### PROVIDED RECORDS
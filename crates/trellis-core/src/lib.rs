//! Dependency model for the Trellis build tool.
//!
//! This crate defines how dependencies are declared: module ids, versions and
//! their ordering, coordinates, the dependency sum type, ordered dependency
//! sets with version providers and exclusions, qualified sets for IDE and
//! publication, the `dependencies.txt` format and resolution settings.
//!
//! This crate is intentionally free of async code and network I/O.

pub mod conflict;
pub mod coordinate;
pub mod dependencies_txt;
pub mod dependency;
pub mod dependency_set;
pub mod module_id;
pub mod qualified;
pub mod settings;
pub mod version;
pub mod version_provider;

pub use conflict::ConflictStrategy;
pub use coordinate::Coordinate;
pub use dependency::{
    ComputedDependency, CoordinateDependency, Dependency, Exclusion, FileSystemDependency,
    Transitivity,
};
pub use dependency_set::{DependencySet, DependencySetMerge, Hint};
pub use module_id::ModuleId;
pub use qualified::{QualifiedDependency, QualifiedDependencySet};
pub use settings::{ResolutionParameters, Settings};
pub use version::Version;
pub use version_provider::VersionProvider;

### YOUR TASK
Each record above is to be reproduced word for word.

### RESPONSE
filename crates/trellis-core/src/lib.rs
//! Dependency model for the Trellis build tool.
//!
//! This crate defines how dependencies are declared: module ids, versions and
//! their ordering, coordinates, the dependency sum type, ordered dependency
//! sets with version providers and exclusions, qualified sets for IDE and
//! publication, the `dependencies.txt` format and resolution settings.
//!
//! This crate is intentionally free of async code and network I/O.

pub mod conflict;
pub mod coordinate;
pub mod dependencies_txt;
pub mod dependency;
pub mod dependency_set;
pub mod module_id;
pub mod qualified;
pub mod settings;
pub mod version;
pub mod version_provider;

pub use conflict::ConflictStrategy;
pub use coordinate::Coordinate;
pub use dependency::{
    ComputedDependency, CoordinateDependency, Dependency, Exclusion, FileSystemDependency,
    Transitivity,
};
pub use dependency_set::{DependencySet, DependencySetMerge, Hint};
pub use module_id::ModuleId;
pub use qualified::{QualifiedDependency, QualifiedDependencySet};
pub use settings::{ResolutionParameters, Settings};
pub use version::Version;
pub use version_provider::VersionProvider;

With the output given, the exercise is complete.